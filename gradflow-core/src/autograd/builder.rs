// src/autograd/builder.rs

use crate::autograd::grad_mode::is_grad_enabled;
use crate::autograd::op::OpKind;
use crate::buffer::Buffer;
use crate::tensor::Tensor;
use crate::tensor_data::TensorData;

/// Wraps a freshly computed forward `value` into a node.
///
/// Linkage is recorded only when grad mode is on and at least one parent requires grad.
/// Otherwise the result is a constant leaf: no parents, no op, `requires_grad = false`.
pub(crate) fn build_node(op: OpKind, parents: Vec<Tensor>, value: Buffer) -> Tensor {
    let track = is_grad_enabled() && parents.iter().any(|p| p.requires_grad());
    if !track {
        return Tensor::constant(value);
    }
    Tensor::from_node(TensorData::result(value, parents, op))
}
// src/ops/view/expand.rs

use crate::autograd::builder::build_node;
use crate::autograd::op::OpKind;
use crate::error::GradFlowError;
use crate::ops::view::sum_to_op;
use crate::tensor::Tensor;

// --- Forward Operation ---

/// Expands size-1 and missing leading dimensions of `a` to `target_shape`.
///
/// Returns `a` itself when the shape already matches.
///
/// # Errors
/// Returns `GradFlowError::BroadcastError` if `a` cannot be broadcast to `target_shape`.
pub fn broadcast_to_op(a: &Tensor, target_shape: &[usize]) -> Result<Tensor, GradFlowError> {
    let value = {
        let guard = a.read_data();
        if guard.shape() == target_shape {
            return Ok(a.clone());
        }
        guard.value.broadcast_to(target_shape)?
    };
    Ok(build_node(OpKind::BroadcastTo, vec![a.clone()], value))
}

// --- Backward Operation ---

/// Sums the gradient over every expanded dimension.
pub(crate) fn broadcast_to_backward(
    grad_output: &Tensor,
    inputs: &[Tensor],
) -> Result<Vec<Option<Tensor>>, GradFlowError> {
    let input = &inputs[0];
    if !input.requires_grad() {
        return Ok(vec![None]);
    }
    Ok(vec![Some(sum_to_op(grad_output, &input.shape())?)])
}

#[cfg(test)]
#[path = "expand_test.rs"]
mod tests;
● ● ● ● ●
How to complete this task> With the first line of the material as the start and the line containing "use crate::error::GradFlowError;" as the end, repeat that span exactly and add nothing.

Answer for this exercise>
filename gradflow-core/src/autograd/builder.rs
// src/autograd/builder.rs

use crate::autograd::grad_mode::is_grad_enabled;
use crate::autograd::op::OpKind;
use crate::buffer::Buffer;
use crate::tensor::Tensor;
use crate::tensor_data::TensorData;

/// Wraps a freshly computed forward `value` into a node.
///
/// Linkage is recorded only when grad mode is on and at least one parent requires grad.
/// Otherwise the result is a constant leaf: no parents, no op, `requires_grad = false`.
pub(crate) fn build_node(op: OpKind, parents: Vec<Tensor>, value: Buffer) -> Tensor {
    let track = is_grad_enabled() && parents.iter().any(|p| p.requires_grad());
    if !track {
        return Tensor::constant(value);
    }
    Tensor::from_node(TensorData::result(value, parents, op))
}
// src/ops/view/expand.rs

use crate::autograd::builder::build_node;
use crate::autograd::op::OpKind;
use crate::error::GradFlowError;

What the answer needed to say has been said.